(Stored data entries)
=-=-=-=-=

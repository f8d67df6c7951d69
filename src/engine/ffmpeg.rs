//! # ffmpeg 引擎
//!
//! 通过 `silenceremove` 滤镜移除整段文件中的静音。
//!
//! ## 命令格式
//! ```text
//! ffmpeg -hide_banner -nostdin -y -i <input> -af silenceremove=... <output>
//! ```
//!
//! ## 依赖关系
//! - 实现 `engine::SilenceRemover`
//! - 被 `commands/run.rs`, `commands/check.rs` 构造

use super::{RemovalRequest, SilenceRemover};
use crate::error::{DeadAirError, Result};

use std::ffi::OsString;
use std::io::ErrorKind;
use std::path::PathBuf;
use std::process::{Command, Stdio};

/// 默认 ffmpeg 可执行文件
pub const DEFAULT_FFMPEG: &str = "ffmpeg";

/// ffmpeg 引擎
#[derive(Debug, Clone)]
pub struct FfmpegEngine {
    program: PathBuf,
}

impl FfmpegEngine {
    pub fn new(program: impl Into<PathBuf>) -> Self {
        Self {
            program: program.into(),
        }
    }

    /// 检查 ffmpeg 是否可用，返回版本行
    pub fn probe(&self) -> Result<String> {
        let output = self
            .command()
            .arg("-version")
            .stdin(Stdio::null())
            .output()
            .map_err(|e| self.launch_error(e))?;

        if !output.status.success() {
            return Err(DeadAirError::CommandFailed {
                command: format!("{} -version", self.program.display()),
                stderr: String::from_utf8_lossy(&output.stderr).trim().to_string(),
            });
        }

        let stdout = String::from_utf8_lossy(&output.stdout);
        Ok(stdout.lines().next().unwrap_or_default().trim().to_string())
    }

    /// 完整参数列表（不含程序名）
    pub fn build_args(request: &RemovalRequest) -> Vec<OsString> {
        let mut args: Vec<OsString> = ["-hide_banner", "-nostdin", "-y", "-i"]
            .iter()
            .map(OsString::from)
            .collect();
        args.push(request.input.clone().into_os_string());
        args.push("-af".into());
        args.push(filter_graph(request.threshold_db, request.min_silence_secs).into());
        args.push(request.output.clone().into_os_string());
        args
    }

    fn command(&self) -> Command {
        let mut cmd = Command::new(&self.program);
        // 独立进程组：终端 Ctrl-C 只发给 deadair，正在处理的文件不会被打断
        #[cfg(unix)]
        {
            use std::os::unix::process::CommandExt;
            cmd.process_group(0);
        }
        cmd
    }

    fn launch_error(&self, e: std::io::Error) -> DeadAirError {
        let command = self.program.display().to_string();
        if e.kind() == ErrorKind::NotFound {
            DeadAirError::CommandNotFound { command }
        } else {
            DeadAirError::CommandLaunch { command, source: e }
        }
    }
}

impl SilenceRemover for FfmpegEngine {
    fn remove_silence(&self, request: &RemovalRequest) -> Result<()> {
        let args = Self::build_args(request);
        log::debug!(
            "Running {} {}",
            self.program.display(),
            args.iter()
                .map(|a| a.to_string_lossy())
                .collect::<Vec<_>>()
                .join(" ")
        );

        let output = self
            .command()
            .args(&args)
            .stdin(Stdio::null())
            .stdout(Stdio::null())
            .stderr(Stdio::piped())
            .output()
            .map_err(|e| self.launch_error(e))?;

        if output.status.success() {
            Ok(())
        } else {
            Err(DeadAirError::CommandFailed {
                command: format!("{} -i {}", self.program.display(), request.input.display()),
                stderr: String::from_utf8_lossy(&output.stderr).trim().to_string(),
            })
        }
    }
}

/// `silenceremove` 滤镜参数
///
/// 开头不裁剪 (`start_periods=0`)，全程移除 (`stop_periods=-1`)，峰值检测。
pub fn filter_graph(threshold_db: i32, min_silence_secs: f64) -> String {
    format!(
        "silenceremove=start_periods=0:stop_periods=-1:stop_duration={}:detection=peak:stop_threshold={}dB",
        min_silence_secs, threshold_db
    )
}
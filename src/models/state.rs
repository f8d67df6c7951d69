//! # 运行状态与进度
//!
//! 批次运行状态机 (Idle / Running / Cancelling) 与进度对。
//!
//! ## 依赖关系
//! - 被 `batch/dispatch.rs` 推导
//! - 被 `commands/run.rs` 用于状态显示

use colored::{ColoredString, Colorize};

/// 批次运行状态
#[derive(Debug, Clone, Copy, PartialEq, Eq, Default)]
pub enum RunState {
    #[default]
    Idle,
    Running,
    Cancelling,
}

impl RunState {
    /// 状态标签（对应运行按钮的文字）
    pub fn label(&self) -> &'static str {
        match self {
            RunState::Idle => "Run",
            RunState::Running => "Cancel",
            RunState::Cancelling => "Finishing",
        }
    }

    /// 状态提示
    pub fn hint(&self) -> &'static str {
        match self {
            RunState::Idle => "ready",
            RunState::Running => "press Ctrl-C to cancel after the current file",
            RunState::Cancelling => "finishing last file, please wait",
        }
    }

    /// 带颜色的状态标签
    pub fn badge(&self) -> ColoredString {
        match self {
            RunState::Idle => self.label().green().bold(),
            RunState::Running => self.label().red().bold(),
            RunState::Cancelling => self.label().red().dimmed(),
        }
    }
}

impl std::fmt::Display for RunState {
    fn fmt(&self, f: &mut std::fmt::Formatter<'_>) -> std::fmt::Result {
        match self {
            RunState::Idle => write!(f, "idle"),
            RunState::Running => write!(f, "running"),
            RunState::Cancelling => write!(f, "cancelling"),
        }
    }
}

/// 进度 (已处理序号, 当前总数)
#[derive(Debug, Clone, Copy, PartialEq, Eq, Default)]
pub struct Progress {
    pub current: usize,
    pub total: usize,
}

impl Progress {
    pub fn new(current: usize, total: usize) -> Self {
        Progress { current, total }
    }

    /// 归一化进度，总数为 0 时视为 0
    pub fn fraction(&self) -> f64 {
        if self.total == 0 {
            0.0
        } else {
            (self.current as f64 / self.total as f64).min(1.0)
        }
    }
}

impl std::fmt::Display for Progress {
    fn fmt(&self, f: &mut std::fmt::Formatter<'_>) -> std::fmt::Result {
        write!(f, "{}/{} files in directory", self.current, self.total)
    }
}

#[cfg(test)]
mod tests {
    use super::*;

    #[test]
    fn test_progress_fraction() {
        assert_eq!(Progress::new(0, 0).fraction(), 0.0);
        assert_eq!(Progress::new(1, 4).fraction(), 0.25);
        // 目录被并发修改时当前序号可能超过总数
        assert_eq!(Progress::new(5, 4).fraction(), 1.0);
    }

    #[test]
    fn test_progress_display() {
        assert_eq!(Progress::new(2, 3).to_string(), "2/3 files in directory");
    }

    #[test]
    fn test_state_labels() {
        assert_eq!(RunState::default(), RunState::Idle);
        assert_eq!(RunState::Running.label(), "Cancel");
        assert_eq!(RunState::Cancelling.to_string(), "cancelling");
    }
}
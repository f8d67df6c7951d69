//! # 作业参数
//!
//! `run` 与 `check` 共用的作业配置参数，支持环境变量回退。
//!
//! ## 依赖关系
//! - 被 `cli/run.rs`, `cli/check.rs` 展开 (flatten)
//! - 转换为 `models/job.rs` 的 `JobConfig`

use crate::engine::ffmpeg::DEFAULT_FFMPEG;
use crate::models::job::{extension_of, JobConfig, DEFAULT_OUTPUT_PREFIX};

use clap::Args;
use std::path::PathBuf;

/// 作业参数
#[derive(Args, Debug, Clone)]
pub struct JobArgs {
    /// Directory containing the files to process
    #[arg(short, long, env = "DEADAIR_INPUT")]
    pub input: Option<PathBuf>,

    /// Directory to export the processed files into
    #[arg(short, long, env = "DEADAIR_OUTPUT")]
    pub output: Option<PathBuf>,

    /// File type to process, including the leading dot (e.g. '.m4a')
    #[arg(short, long, env = "DEADAIR_EXT")]
    pub ext: Option<String>,

    /// Take the file type from a sample file instead of --ext
    #[arg(long, conflicts_with = "ext")]
    pub extension_from: Option<PathBuf>,

    /// Volume level in dB below which audio is considered silence [default: -30]
    #[arg(short, long, allow_negative_numbers = true)]
    pub threshold: Option<i32>,

    /// Minimum duration of silence (in seconds) to be removed [default: 0.5]
    #[arg(short, long)]
    pub duration: Option<f64>,

    /// Prefix prepended to every output file name
    #[arg(long, default_value = DEFAULT_OUTPUT_PREFIX)]
    pub prefix: String,

    /// Keep the input file names unchanged (same as --prefix "")
    #[arg(long, default_value_t = false)]
    pub no_prefix: bool,

    /// ffmpeg executable
    #[arg(long, env = "DEADAIR_FFMPEG", default_value = DEFAULT_FFMPEG)]
    pub ffmpeg: PathBuf,
}

impl JobArgs {
    /// 构建作业配置；缺失的字段留空，由校验闸门报告
    pub fn to_job(&self) -> JobConfig {
        let target_extension = match (&self.ext, &self.extension_from) {
            (Some(ext), _) => ext.clone(),
            (None, Some(sample)) => extension_of(sample),
            (None, None) => String::new(),
        };

        let mut job = JobConfig::new(
            self.input.clone().unwrap_or_default(),
            self.output.clone().unwrap_or_default(),
            target_extension,
        );

        match self.threshold {
            Some(db) => job.threshold_db = db,
            None => job.reset_threshold(),
        }
        match self.duration {
            Some(secs) => job.min_silence_secs = secs,
            None => job.reset_min_silence(),
        }
        job.output_prefix = if self.no_prefix {
            String::new()
        } else {
            self.prefix.clone()
        };

        job
    }
}

#[cfg(test)]
mod tests {
    use super::*;
    use crate::cli::{Cli, Commands};
    use clap::Parser;

    fn parse_job(args: &[&str]) -> JobArgs {
        let mut argv = vec!["deadair", "check"];
        argv.extend_from_slice(args);
        match Cli::try_parse_from(argv).unwrap().command {
            Commands::Check(check) => check.job,
            _ => unreachable!(),
        }
    }

    #[test]
    fn test_defaults() {
        let job = parse_job(&["-i", "in", "-o", "out", "-e", ".m4a"]).to_job();
        assert_eq!(job.source_dir, PathBuf::from("in"));
        assert_eq!(job.dest_dir, PathBuf::from("out"));
        assert_eq!(job.target_extension, ".m4a");
        assert_eq!(job.threshold_db, -30);
        assert_eq!(job.min_silence_secs, 0.5);
        assert_eq!(job.output_prefix, "DAR_");
    }

    #[test]
    fn test_negative_threshold_and_no_prefix() {
        let job = parse_job(&["-i", "in", "-o", "out", "-e", ".wav", "-t", "-45", "--no-prefix"])
            .to_job();
        assert_eq!(job.threshold_db, -45);
        assert_eq!(job.output_prefix, "");
    }

    #[test]
    fn test_extension_from_sample_file() {
        let job = parse_job(&["--extension-from", "clips/take1.mp4"]).to_job();
        assert_eq!(job.target_extension, ".mp4");
        assert!(job.source_dir.as_os_str().is_empty());
    }
}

=-=-=-=-=

**WHAT TO DO**
Only one stretch of the records above is wanted: the lines between the one holding "let mut cmd" and the one holding "args.iter()", inclusive, reproduced exactly.

**WRITTEN REPLY**
        let mut cmd = Command::new(&self.program);
        // 独立进程组：终端 Ctrl-C 只发给 deadair，正在处理的文件不会被打断
        #[cfg(unix)]
        {
            use std::os::unix::process::CommandExt;
            cmd.process_group(0);
        }
        cmd
    }

    fn launch_error(&self, e: std::io::Error) -> DeadAirError {
        let command = self.program.display().to_string();
        if e.kind() == ErrorKind::NotFound {
            DeadAirError::CommandNotFound { command }
        } else {
            DeadAirError::CommandLaunch { command, source: e }
        }
    }
}

impl SilenceRemover for FfmpegEngine {
    fn remove_silence(&self, request: &RemovalRequest) -> Result<()> {
        let args = Self::build_args(request);
        log::debug!(
            "Running {} {}",
            self.program.display(),
            args.iter()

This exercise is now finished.